Studying Electrostatic Fields in Human Aldose Reductase with New Inhibitor as Probe

Abstract

Our research focuses on electrostatics in the system of human aldose reductase (hALR2), a 36 kDa aldo-keto reductase, which plays an important role in diabetes control. Vibrational Stark effect (VES) spectroscopy is utilized to measure the electrostatic fields near the active site of hALR2, using nitrile-containing inhibitors as the probe. Herein, a new hARL2 inhibitor was synthesized and bound to wild type hALR2 (wt_hALR2) with binding constant of 200 nM. Two vibrational absorption peaks were observed in the nitrile region when it bound to wt_hALR2, indicating the probe was experiencing two different environments.
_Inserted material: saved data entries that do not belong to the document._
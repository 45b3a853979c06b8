use crate::error::ProducerError;
use crate::producer::{LogProducer, SendHandle};
use crate::record::{LogRequest, SendResult};
use async_trait::async_trait;
use std::sync::atomic::{AtomicBool, Ordering};

/// A producer that acknowledges every batch immediately and drops it.
///
/// Useful for measuring the overhead of the sink itself without any
/// external I/O, and for tests that don't care about delivery.
#[derive(Default)]
pub struct NoopProducer {
    closed: AtomicBool,
}

#[async_trait]
impl LogProducer for NoopProducer {
    async fn send(&self, _request: LogRequest) -> Result<SendHandle, ProducerError> {
        if self.closed.load(Ordering::Acquire) {
            return Err(ProducerError::Closed);
        }
        Ok(SendHandle::ready(Ok(SendResult::success(1))))
    }

    async fn close(&self) -> Result<(), ProducerError> {
        self.closed.store(true, Ordering::Release);
        Ok(())
    }
}
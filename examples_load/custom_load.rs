use std::time::Instant;

use serde::Serialize;
use tokio::time::Duration;
use tracing::Level;

use log_producer_sink::config::SinkConfig;
use log_producer_sink::env::properties_from_lookup;
use log_producer_sink::init::init_logging_with_level;
use log_producer_sink::noop_producer::NoopProducer;
use log_producer_sink::partitioner::SubtaskHashPartitioner;
use log_producer_sink::producer::SharedProducer;
use log_producer_sink::schema::JsonLogSchema;
use log_producer_sink::{CheckpointedSink, LogProducerSink, RuntimeContext};

#[derive(Serialize)]
struct Request {
    ts: u64,
    path: &'static str,
    status: u16,
    latency_ms: u32,
}

#[tokio::main]
async fn main() -> Result<(), Box<dyn std::error::Error + Send + Sync>> {
    init_logging_with_level(Level::WARN)?;

    // Options as they would arrive through the environment.
    let props = properties_from_lookup(|name| {
        let value = match name {
            "LOG_PROJECT" => "load-test",
            "LOG_LOGSTORE" => "requests",
            "LOG_ENDPOINT" => "localhost",
            "LOG_ACCESS_KEY_ID" => "id",
            "LOG_ACCESS_KEY" => "key",
            "LOG_PRODUCER_FLUSH_TIMEOUT_MS" => "2000",
            "LOG_PRODUCER_IO_THREAD_COUNT" => "4",
            _ => return None,
        };
        Some(value.to_string())
    });
    let config = SinkConfig::from_properties(&props)?
        .with_poll_interval(Duration::from_millis(20))
        .with_shutdown_grace(Duration::from_secs(1));

    let schema = JsonLogSchema::new("http", "custom_load").with_time_field("ts");
    let mut sink = LogProducerSink::<Request>::with_config(
        schema,
        config,
        SharedProducer::new(NoopProducer::default()),
    );
    sink.set_partitioner(SubtaskHashPartitioner::new());
    sink.open(RuntimeContext::new(3, 8)).await?;

    let n: u64 = 100_000;
    let start = Instant::now();

    for i in 0..n {
        let request = Request {
            ts: 1_700_000_000 + i,
            path: "/api/orders",
            status: if i % 100 == 0 { 500 } else { 200 },
            latency_ms: (i % 250) as u32,
        };
        sink.invoke(&request).await?;
    }

    let elapsed = start.elapsed();
    println!("custom config: sent {} elements in {:?} (~{:.0} el/s)",
        n,
        elapsed,
        n as f64 / elapsed.as_secs_f64()
    );

    let state = sink.snapshot_state().await?;
    println!("checkpoint: {:?} after {:?}", state.outcome, state.elapsed);

    sink.close().await?;
    Ok(())
}
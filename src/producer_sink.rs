use crate::barrier::{BarrierWaitState, CheckpointBarrier};
use crate::callback::CallbackWorker;
use crate::config::SinkConfig;
use crate::error::SinkError;
use crate::partitioner::LogPartitioner;
use crate::producer::{LogProducer, ProducerFactory};
use crate::record::LogRequest;
use crate::schema::LogSerializationSchema;
use crate::sink::{CheckpointedSink, RuntimeContext};
use crate::tracker::PendingWrites;
use async_trait::async_trait;
use std::collections::HashMap;
use std::sync::Arc;
use tracing::{debug, error, info, warn};

/// Sink that ships every element to a log service through a
/// [`LogProducer`] and holds checkpoints until submitted batches settle.
///
/// Submission never waits for delivery: each accepted batch is counted
/// in [`PendingWrites`] and settled by the completion callback on a
/// dedicated worker task. [`snapshot_state`](CheckpointedSink::snapshot_state)
/// waits for that count to reach zero, bounded by the flush timeout.
pub struct LogProducerSink<T> {
    schema: Box<dyn LogSerializationSchema<T>>,
    partitioner: Option<Box<dyn LogPartitioner<T>>>,
    config: SinkConfig,
    factory: Arc<dyn ProducerFactory>,
    producer: Option<Arc<dyn LogProducer>>,
    worker: Option<CallbackWorker>,
    pending: PendingWrites,
}

impl<T> LogProducerSink<T> {
    /// Build a sink from a flat property map.
    ///
    /// **Returns**
    /// - `Err(SinkError::Config)` if a required option is missing or a
    ///   value cannot be parsed.
    pub fn new<S, F>(
        schema: S,
        props: &HashMap<String, String>,
        factory: F,
    ) -> Result<Self, SinkError>
    where
        S: LogSerializationSchema<T> + 'static,
        F: ProducerFactory + 'static,
    {
        let config = SinkConfig::from_properties(props)?;
        Ok(Self::with_config(schema, config, factory))
    }

    pub fn with_config<S, F>(schema: S, config: SinkConfig, factory: F) -> Self
    where
        S: LogSerializationSchema<T> + 'static,
        F: ProducerFactory + 'static,
    {
        Self {
            schema: Box::new(schema),
            partitioner: None,
            config,
            factory: Arc::new(factory),
            producer: None,
            worker: None,
            pending: PendingWrites::new(),
        }
    }

    /// Install a partitioner. Takes effect on the next `open`.
    pub fn set_partitioner<P>(&mut self, partitioner: P)
    where
        P: LogPartitioner<T> + 'static,
    {
        self.partitioner = Some(Box::new(partitioner));
    }

    pub fn config(&self) -> &SinkConfig {
        &self.config
    }

    /// Number of submitted batches still waiting for an outcome.
    pub fn pending(&self) -> i64 {
        self.pending.current()
    }

    /// Barrier over this sink's pending count, for hosts that trigger
    /// checkpoints from another task.
    ///
    /// Unlike [`snapshot_state`](CheckpointedSink::snapshot_state) the handle
    /// does not know whether a producer exists: on an unopened or closed
    /// sink it never reports `Skipped`, and a count left behind by a forced
    /// shutdown makes it wait out the full flush timeout.
    pub fn barrier(&self) -> CheckpointBarrier {
        CheckpointBarrier::new(
            self.pending.clone(),
            self.config.flush_timeout,
            self.config.poll_interval,
        )
    }

    pub fn is_open(&self) -> bool {
        self.producer.is_some()
    }
}

#[async_trait]
impl<T: Send + Sync> CheckpointedSink<T> for LogProducerSink<T> {
    async fn open(&mut self, ctx: RuntimeContext) -> Result<(), SinkError> {
        if let Some(partitioner) = self.partitioner.as_mut() {
            partitioner.initialize(ctx.index, ctx.parallelism);
        }
        if self.producer.is_none() {
            let producer = self
                .factory
                .create(&self.config.producer, &self.config.project)
                .map_err(SinkError::ProducerInit)?;
            self.producer = Some(producer);
        }
        if self.worker.is_none() {
            self.worker = Some(CallbackWorker::start(self.pending.clone()));
        }
        info!(
            project = %self.config.project.project,
            logstore = %self.config.logstore,
            index = ctx.index,
            parallelism = ctx.parallelism,
            "log producer sink opened"
        );
        Ok(())
    }

    async fn invoke(&mut self, element: &T) -> Result<(), SinkError> {
        let (Some(producer), Some(worker)) = (self.producer.as_ref(), self.worker.as_ref()) else {
            return Err(SinkError::NotOpened);
        };

        let Some(group) = self.schema.serialize(element) else {
            debug!("serialized log group is empty, nothing sent");
            return Ok(());
        };
        let items = LogRequest::items_from_group(&group);
        if items.is_empty() {
            return Ok(());
        }
        let shard_hash_key = self
            .partitioner
            .as_ref()
            .and_then(|p| p.hash_key(element));

        let request = LogRequest {
            project: self.config.project.project.clone(),
            logstore: self.config.logstore.clone(),
            topic: group.topic,
            source: group.source,
            shard_hash_key,
            items,
        };

        let handle = producer.send(request).await.map_err(|e| {
            error!(error = %e, "error while sending logs");
            SinkError::Submit(e)
        })?;
        self.pending.increment();
        worker.attach(handle);
        Ok(())
    }

    async fn snapshot_state(&mut self) -> Result<BarrierWaitState, SinkError> {
        if self.producer.is_none() {
            return Ok(BarrierWaitState::skipped());
        }
        Ok(self.barrier().wait().await)
    }

    /// Close the producer, then stop the callback worker. Batches that are
    /// still unresolved do not hold up shutdown; they are settled whenever
    /// their handle resolves.
    async fn close(&mut self) -> Result<(), SinkError> {
        if let Some(producer) = self.producer.take() {
            if let Err(e) = producer.close().await {
                warn!(error = %e, "error while closing log producer");
            }
        }
        if let Some(mut worker) = self.worker.take() {
            worker.shutdown(self.config.shutdown_grace).await;
        }
        info!(pending = self.pending.current(), "log producer sink has been closed");
        Ok(())
    }
}
/// Error type returned when the sink configuration cannot be parsed.
#[derive(thiserror::Error, Debug, Clone, PartialEq, Eq)]
pub enum ConfigError {
    #[error("missing required option `{0}`")]
    Missing(String),

    #[error("invalid value `{value}` for option `{key}`: {reason}")]
    Invalid {
        key: String,
        value: String,
        reason: String,
    },
}

/// Errors reported by a [`LogProducer`](crate::producer::LogProducer),
/// either synchronously from `send` or as the failed outcome of a
/// [`SendHandle`](crate::producer::SendHandle).
#[derive(thiserror::Error, Debug, Clone, PartialEq, Eq)]
pub enum ProducerError {
    /// The producer's internal buffer is saturated.
    #[error("producer buffer is full")]
    BufferFull,

    /// Waiting for buffer space exceeded the configured max block time.
    #[error("timed out after {0}ms waiting for buffer space")]
    Timeout(u64),

    #[error("producer is closed")]
    Closed,

    /// The resolver side of a handle went away without delivering an outcome.
    #[error("send handle was dropped before it resolved")]
    Dropped,

    /// For producers that surface a service rejection as a failed handle
    /// instead of a [`SendResult`](crate::record::SendResult) with
    /// `successful == false`.
    #[error("batch rejected by the log service: {code}: {message}")]
    Rejected { code: String, message: String },

    #[error("transport error: {0}")]
    Transport(String),
}

/// Errors surfaced by [`LogProducerSink`](crate::producer_sink::LogProducerSink)
/// to the host engine.
#[derive(thiserror::Error, Debug)]
pub enum SinkError {
    #[error("configuration error: {0}")]
    Config(#[from] ConfigError),

    #[error("log producer sink has not been opened yet")]
    NotOpened,

    /// A batch could not be handed to the producer. Fatal to the record path.
    #[error("error while sending logs: {0}")]
    Submit(#[source] ProducerError),

    #[error("failed to create log producer: {0}")]
    ProducerInit(#[source] ProducerError),
}
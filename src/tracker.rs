use std::sync::atomic::{AtomicI64, Ordering};
use std::sync::Arc;

/// Read access to the number of batches still awaiting an outcome.
///
/// The checkpoint barrier only needs this capability, which keeps it
/// testable against a fake counter.
pub trait PendingCount: Send + Sync {
    fn current(&self) -> i64;
}

/// Count of batches handed to the producer whose outcome has not yet been
/// observed by the completion callback.
///
/// Cloning shares the underlying counter. The submission path calls
/// [`increment`](Self::increment) once per accepted batch, the completion
/// callback calls [`decrement`](Self::decrement) exactly once per batch.
#[derive(Clone, Debug, Default)]
pub struct PendingWrites {
    count: Arc<AtomicI64>,
}

impl PendingWrites {
    pub fn new() -> Self {
        Self::default()
    }

    pub fn increment(&self) {
        self.count.fetch_add(1, Ordering::AcqRel);
    }

    pub fn decrement(&self) {
        let previous = self.count.fetch_sub(1, Ordering::AcqRel);
        debug_assert!(previous > 0, "pending write count went negative");
    }

    pub fn current(&self) -> i64 {
        self.count.load(Ordering::Acquire)
    }
}

impl PendingCount for PendingWrites {
    fn current(&self) -> i64 {
        PendingWrites::current(self)
    }
}

#[cfg(test)]
mod tests {
    use super::*;

    #[test]
    fn interleaved_updates_track_outstanding_batches() {
        let pending = PendingWrites::new();
        let shared = pending.clone();

        for _ in 0..5 {
            pending.increment();
        }
        shared.decrement();
        assert_eq!(pending.current(), 4);
        pending.increment();
        shared.decrement();
        shared.decrement();
        assert_eq!(shared.current(), 3);
    }

    #[test]
    fn concurrent_increments_and_decrements_settle_to_zero() {
        let pending = PendingWrites::new();
        let threads: Vec<_> = (0..8)
            .map(|_| {
                let pending = pending.clone();
                std::thread::spawn(move || {
                    for _ in 0..1_000 {
                        pending.increment();
                        pending.decrement();
                    }
                })
            })
            .collect();
        for t in threads {
            t.join().unwrap();
        }
        assert_eq!(pending.current(), 0);
    }
}
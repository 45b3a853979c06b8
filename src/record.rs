use chrono::Utc;
use serde::Serialize;
use std::collections::BTreeMap;

/// One log produced by a [`LogSerializationSchema`](crate::schema::LogSerializationSchema).
#[derive(Debug, Clone, Default, PartialEq, Eq, Serialize)]
pub struct RawLog {
    /// Unix time in seconds.
    pub time: u32,
    pub contents: BTreeMap<String, String>,
}

impl RawLog {
    pub fn new(time: u32) -> Self {
        Self {
            time,
            contents: BTreeMap::new(),
        }
    }

    /// A log stamped with the current wall-clock time.
    pub fn now() -> Self {
        Self::new(unix_seconds_now())
    }

    pub fn with_field(mut self, key: impl Into<String>, value: impl Into<String>) -> Self {
        self.contents.insert(key.into(), value.into());
        self
    }
}

/// Logs that share one topic and source and are shipped as one batch.
#[derive(Debug, Clone, Default, PartialEq, Eq, Serialize)]
pub struct RawLogGroup {
    pub logs: Vec<RawLog>,
    pub topic: String,
    pub source: String,
}

impl RawLogGroup {
    pub fn new(topic: impl Into<String>, source: impl Into<String>) -> Self {
        Self {
            logs: Vec::new(),
            topic: topic.into(),
            source: source.into(),
        }
    }

    pub fn push(&mut self, log: RawLog) {
        self.logs.push(log);
    }
}

/// Flattened entry handed to the producer: a timestamp and ordered fields.
#[derive(Debug, Clone, PartialEq, Eq, Serialize)]
pub struct LogItem {
    pub time: u32,
    pub contents: Vec<(String, String)>,
}

impl LogItem {
    pub fn from_raw(raw: &RawLog) -> Self {
        Self {
            time: raw.time,
            contents: raw
                .contents
                .iter()
                .map(|(k, v)| (k.clone(), v.clone()))
                .collect(),
        }
    }
}

/// A batch addressed to one project/logstore, ready for submission.
#[derive(Debug, Clone, PartialEq, Eq, Serialize)]
pub struct LogRequest {
    pub project: String,
    pub logstore: String,
    pub topic: String,
    pub source: String,
    pub shard_hash_key: Option<String>,
    pub items: Vec<LogItem>,
}

impl LogRequest {
    /// Flatten every log of `group` into [`LogItem`]s, preserving order.
    pub fn items_from_group(group: &RawLogGroup) -> Vec<LogItem> {
        group.logs.iter().map(LogItem::from_raw).collect()
    }
}

/// Resolved outcome of a submitted batch as reported by the log service.
///
/// A resolved handle can still carry `successful == false` when the
/// service rejected the batch after the producer exhausted its retries.
#[derive(Debug, Clone, PartialEq, Eq, Serialize)]
pub struct SendResult {
    pub successful: bool,
    pub attempt_count: u32,
    pub error_code: Option<String>,
    pub error_message: Option<String>,
}

impl SendResult {
    pub fn success(attempt_count: u32) -> Self {
        Self {
            successful: true,
            attempt_count,
            error_code: None,
            error_message: None,
        }
    }

    pub fn failure(
        attempt_count: u32,
        error_code: impl Into<String>,
        error_message: impl Into<String>,
    ) -> Self {
        Self {
            successful: false,
            attempt_count,
            error_code: Some(error_code.into()),
            error_message: Some(error_message.into()),
        }
    }
}

pub(crate) fn unix_seconds_now() -> u32 {
    u32::try_from(Utc::now().timestamp()).unwrap_or(0)
}
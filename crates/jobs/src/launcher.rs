//! Starting the trainer process.

use std::path::PathBuf;

use async_trait::async_trait;

use sculpt_core::layout::ProjectLayout;
use sculpt_core::training::TrainingParams;
use sculpt_pipeline::runner::{self, CommandSpec, RunningProcess};

use crate::config::render_training_config;
use crate::error::JobError;

/// Environment variable restricting the trainer to specific GPUs.
pub const GPU_SELECTION_ENV: &str = "CUDA_VISIBLE_DEVICES";

/// Prepares a project for training and spawns the trainer.
#[async_trait]
pub trait TrainingLauncher: Send + Sync {
    async fn launch(
        &self,
        layout: &ProjectLayout,
        params: &TrainingParams,
    ) -> Result<RunningProcess, JobError>;
}

/// Launches Neuralangelo's distributed training entry point from a local
/// checkout.
pub struct NeuralangeloLauncher {
    python_bin: String,
    neuralangelo_dir: PathBuf,
}

impl NeuralangeloLauncher {
    pub fn new(python_bin: impl Into<String>, neuralangelo_dir: impl Into<PathBuf>) -> Self {
        Self {
            python_bin: python_bin.into(),
            neuralangelo_dir: neuralangelo_dir.into(),
        }
    }

    /// Training command for an already rendered config.
    pub fn command(&self, layout: &ProjectLayout, params: &TrainingParams, config: PathBuf) -> CommandSpec {
        let mut spec = CommandSpec::new(&self.python_bin)
            .args(["-m", "torch.distributed.run", "--nproc_per_node=1", "train.py"])
            .flag("--config", config)
            .flag("--logdir", layout.logs_dir())
            .arg("--show_pbar")
            .current_dir(&self.neuralangelo_dir)
            .in_own_process_group();
        if let Some(gpus) = &params.gpu_ids {
            spec = spec.env(GPU_SELECTION_ENV, gpus);
        }
        spec
    }
}

#[async_trait]
impl TrainingLauncher for NeuralangeloLauncher {
    async fn launch(
        &self,
        layout: &ProjectLayout,
        params: &TrainingParams,
    ) -> Result<RunningProcess, JobError> {
        for dir in [layout.checkpoints_dir(), layout.logs_dir()] {
            tokio::fs::create_dir_all(&dir)
                .await
                .map_err(|e| JobError::Config(format!("{}: {e}", dir.display())))?;
        }
        let config = render_training_config(layout, params).await?;
        let spec = self.command(layout, params, config);
        Ok(runner::spawn(&spec)?)
    }
}
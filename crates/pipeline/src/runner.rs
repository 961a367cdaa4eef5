//! External process execution.
//!
//! Every tool the backend drives (the SfM toolkit, the trainer, the mesh
//! extractor) runs as a child process through [`spawn`]. Standard output
//! is streamed line by line to the caller; standard error is collected in
//! the background so a failing exit can report its diagnostics.

use std::ffi::OsString;
use std::path::{Path, PathBuf};
use std::process::Stdio;

use tokio::io::{AsyncBufReadExt, AsyncReadExt, BufReader};
use tokio::process::{Child, ChildStderr, ChildStdout, Command};
use tokio::task::JoinHandle;

/// Upper bound on retained stderr. Older output is discarded first.
pub const MAX_STDERR_BYTES: usize = 64 * 1024;

const STDERR_CHUNK: usize = 8 * 1024;

/// Errors raised while spawning or supervising a child process.
#[derive(Debug, thiserror::Error)]
pub enum RunnerError {
    /// The executable could not be started (missing binary, permissions).
    #[error("failed to spawn '{program}': {source}")]
    SpawnFailed {
        program: String,
        #[source]
        source: std::io::Error,
    },

    /// The process ran and exited unsuccessfully.
    #[error("'{program}' exited with code {exit_code:?}: {stderr}")]
    CommandFailed {
        program: String,
        exit_code: Option<i32>,
        stderr: String,
    },

    /// Reading output or reaping the process failed.
    #[error("I/O error while supervising '{program}': {source}")]
    Io {
        program: String,
        #[source]
        source: std::io::Error,
    },
}

// ---------------------------------------------------------------------------
// CommandSpec
// ---------------------------------------------------------------------------

/// A fully described invocation: program, arguments, working directory
/// and extra environment. Built up front so it can be logged and tested
/// without spawning anything.
#[derive(Debug, Clone, PartialEq, Eq)]
pub struct CommandSpec {
    program: String,
    args: Vec<OsString>,
    working_dir: Option<PathBuf>,
    envs: Vec<(String, String)>,
    own_process_group: bool,
}

impl CommandSpec {
    pub fn new(program: impl Into<String>) -> Self {
        Self {
            program: program.into(),
            args: Vec::new(),
            working_dir: None,
            envs: Vec::new(),
            own_process_group: false,
        }
    }

    pub fn arg(mut self, arg: impl Into<OsString>) -> Self {
        self.args.push(arg.into());
        self
    }

    pub fn args<I, S>(mut self, args: I) -> Self
    where
        I: IntoIterator<Item = S>,
        S: Into<OsString>,
    {
        self.args.extend(args.into_iter().map(Into::into));
        self
    }

    /// Append `--flag value`.
    pub fn flag(self, flag: &str, value: impl Into<OsString>) -> Self {
        self.arg(flag).arg(value)
    }

    pub fn current_dir(mut self, dir: impl Into<PathBuf>) -> Self {
        self.working_dir = Some(dir.into());
        self
    }

    pub fn env(mut self, key: impl Into<String>, value: impl Into<String>) -> Self {
        self.envs.push((key.into(), value.into()));
        self
    }

    /// Start the child as the leader of a new process group, so signals
    /// can be delivered to it and every process it forks.
    pub fn in_own_process_group(mut self) -> Self {
        self.own_process_group = true;
        self
    }

    pub fn program(&self) -> &str {
        &self.program
    }

    pub fn working_dir(&self) -> Option<&Path> {
        self.working_dir.as_deref()
    }

    pub fn envs(&self) -> &[(String, String)] {
        &self.envs
    }

    pub fn uses_own_process_group(&self) -> bool {
        self.own_process_group
    }

    /// Whether `needle` appears among the arguments.
    pub fn has_arg(&self, needle: &str) -> bool {
        self.args.iter().any(|a| a == needle)
    }

    /// Value following `flag`, if present.
    pub fn flag_value(&self, flag: &str) -> Option<String> {
        self.args
            .iter()
            .position(|a| a == flag)
            .and_then(|i| self.args.get(i + 1))
            .map(|v| v.to_string_lossy().into_owned())
    }

    /// Shell-like rendering for logs.
    pub fn display(&self) -> String {
        let mut out = self.program.clone();
        for arg in &self.args {
            out.push(' ');
            out.push_str(&arg.to_string_lossy());
        }
        out
    }

    fn to_command(&self) -> Command {
        let mut command = Command::new(&self.program);
        command.args(&self.args);
        if let Some(dir) = &self.working_dir {
            command.current_dir(dir);
        }
        for (key, value) in &self.envs {
            command.env(key, value);
        }
        #[cfg(unix)]
        if self.own_process_group {
            command.process_group(0);
        }
        command
    }
}

// ---------------------------------------------------------------------------
// ExitOutcome
// ---------------------------------------------------------------------------

/// How a reaped process ended.
#[derive(Debug, Clone, PartialEq, Eq)]
pub struct ExitOutcome {
    pub program: String,
    /// `None` when the process was terminated by a signal.
    pub exit_code: Option<i32>,
    pub success: bool,
    /// Tail of the captured standard error.
    pub stderr: String,
}

impl ExitOutcome {
    /// Convert an unsuccessful exit into [`RunnerError::CommandFailed`].
    pub fn into_result(self) -> Result<Self, RunnerError> {
        if self.success {
            Ok(self)
        } else {
            Err(RunnerError::CommandFailed {
                program: self.program,
                exit_code: self.exit_code,
                stderr: self.stderr.trim().to_string(),
            })
        }
    }
}

/// Output of [`run_to_completion`].
#[derive(Debug, Clone)]
pub struct CommandOutput {
    pub stdout: Vec<String>,
    pub outcome: ExitOutcome,
}

// ---------------------------------------------------------------------------
// RunningProcess
// ---------------------------------------------------------------------------

/// A spawned child whose stdout is being consumed by the caller.
///
/// The child is killed if this handle is dropped before [`wait`](Self::wait).
#[derive(Debug)]
pub struct RunningProcess {
    program: String,
    child: Child,
    stdout: Option<BufReader<ChildStdout>>,
    stderr_task: Option<JoinHandle<String>>,
    line_buf: Vec<u8>,
    process_group: bool,
}

impl RunningProcess {
    /// OS process id, or `None` once the child has been reaped.
    pub fn pid(&self) -> Option<u32> {
        self.child.id()
    }

    pub fn program(&self) -> &str {
        &self.program
    }

    /// Whether the child leads its own process group, in which case its
    /// pid doubles as the group id.
    pub fn leads_process_group(&self) -> bool {
        self.process_group
    }

    /// Read the next stdout line without its terminator.
    ///
    /// Invalid UTF-8 is replaced rather than rejected. Returns `Ok(None)`
    /// at end of stream.
    pub async fn next_line(&mut self) -> Result<Option<String>, RunnerError> {
        let Some(reader) = self.stdout.as_mut() else {
            return Ok(None);
        };

        self.line_buf.clear();
        let read = reader
            .read_until(b'\n', &mut self.line_buf)
            .await
            .map_err(|source| RunnerError::Io {
                program: self.program.clone(),
                source,
            })?;
        if read == 0 {
            self.stdout = None;
            return Ok(None);
        }

        while matches!(self.line_buf.last(), Some(b'\n' | b'\r')) {
            self.line_buf.pop();
        }
        Ok(Some(String::from_utf8_lossy(&self.line_buf).into_owned()))
    }

    /// Drain any unread stdout, reap the process and report how it ended.
    pub async fn wait(mut self) -> Result<ExitOutcome, RunnerError> {
        while self.next_line().await?.is_some() {}

        let status = self.child.wait().await.map_err(|source| RunnerError::Io {
            program: self.program.clone(),
            source,
        })?;

        let stderr = match self.stderr_task.take() {
            Some(task) => task.await.unwrap_or_default(),
            None => String::new(),
        };

        tracing::debug!(
            program = %self.program,
            exit_code = ?status.code(),
            success = status.success(),
            "Process exited",
        );

        Ok(ExitOutcome {
            program: self.program,
            exit_code: status.code(),
            success: status.success(),
            stderr,
        })
    }

    /// Forcefully kill the child and reap it.
    pub async fn kill(&mut self) -> Result<(), RunnerError> {
        self.child.kill().await.map_err(|source| RunnerError::Io {
            program: self.program.clone(),
            source,
        })
    }
}

// ---------------------------------------------------------------------------
// Spawning
// ---------------------------------------------------------------------------

/// Spawn `spec` with stdin closed and both output streams captured.
///
/// Must be called from within a tokio runtime.
pub fn spawn(spec: &CommandSpec) -> Result<RunningProcess, RunnerError> {
    let mut command = spec.to_command();
    command
        .stdin(Stdio::null())
        .stdout(Stdio::piped())
        .stderr(Stdio::piped())
        .kill_on_drop(true);

    let mut child = command.spawn().map_err(|source| RunnerError::SpawnFailed {
        program: spec.program.clone(),
        source,
    })?;

    let stdout = child.stdout.take().map(BufReader::new);
    let stderr_task = child.stderr.take().map(|s| tokio::spawn(capture_stderr(s)));

    tracing::info!(
        command = %spec.display(),
        pid = ?child.id(),
        "Process spawned",
    );

    Ok(RunningProcess {
        program: spec.program.clone(),
        child,
        stdout,
        stderr_task,
        line_buf: Vec::new(),
        process_group: cfg!(unix) && spec.own_process_group,
    })
}

/// Run `spec` to exit, collecting stdout. Fails on a non-zero exit.
pub async fn run_to_completion(spec: &CommandSpec) -> Result<CommandOutput, RunnerError> {
    let mut process = spawn(spec)?;
    let mut stdout = Vec::new();
    while let Some(line) = process.next_line().await? {
        stdout.push(line);
    }
    let outcome = process.wait().await?.into_result()?;
    Ok(CommandOutput { stdout, outcome })
}

/// `true` if `spec` can be spawned and exits successfully.
pub async fn check_available(spec: &CommandSpec) -> bool {
    match run_to_completion(spec).await {
        Ok(_) => true,
        Err(e) => {
            tracing::debug!(command = %spec.display(), error = %e, "Tool check failed");
            false
        }
    }
}

/// Read stderr to EOF, keeping only the last [`MAX_STDERR_BYTES`].
async fn capture_stderr(mut stderr: ChildStderr) -> String {
    let mut tail: Vec<u8> = Vec::new();
    let mut chunk = [0u8; STDERR_CHUNK];

    loop {
        match stderr.read(&mut chunk).await {
            Ok(0) => break,
            Ok(n) => {
                tail.extend_from_slice(&chunk[..n]);
                if tail.len() > 2 * MAX_STDERR_BYTES {
                    let excess = tail.len() - MAX_STDERR_BYTES;
                    tail.drain(..excess);
                }
            }
            Err(e) => {
                tracing::debug!(error = %e, "Stopped reading stderr");
                break;
            }
        }
    }

    if tail.len() > MAX_STDERR_BYTES {
        let excess = tail.len() - MAX_STDERR_BYTES;
        tail.drain(..excess);
    }
    String::from_utf8_lossy(&tail).into_owned()
}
To explore the source of the two peaks, electrostatics calculations were performed based on crystal structures of hALR2 bound with similar inhibitors. The calculated projection of the protein electrostatic field also had a two-peak distribution. Analysis of trajectories suggests that they might be correlated with a possible hydrogen bond between the nitrile probe and a nearby residue threonine 113. To further test this assumption, IR spectra of the inhibitor bound to a series of mutants were taken; especially, the inhibitor bound to mutant hALR2_T113A had a single peak, which was also confirmed by simulations. This approach provides precise local information on electrostatic fields.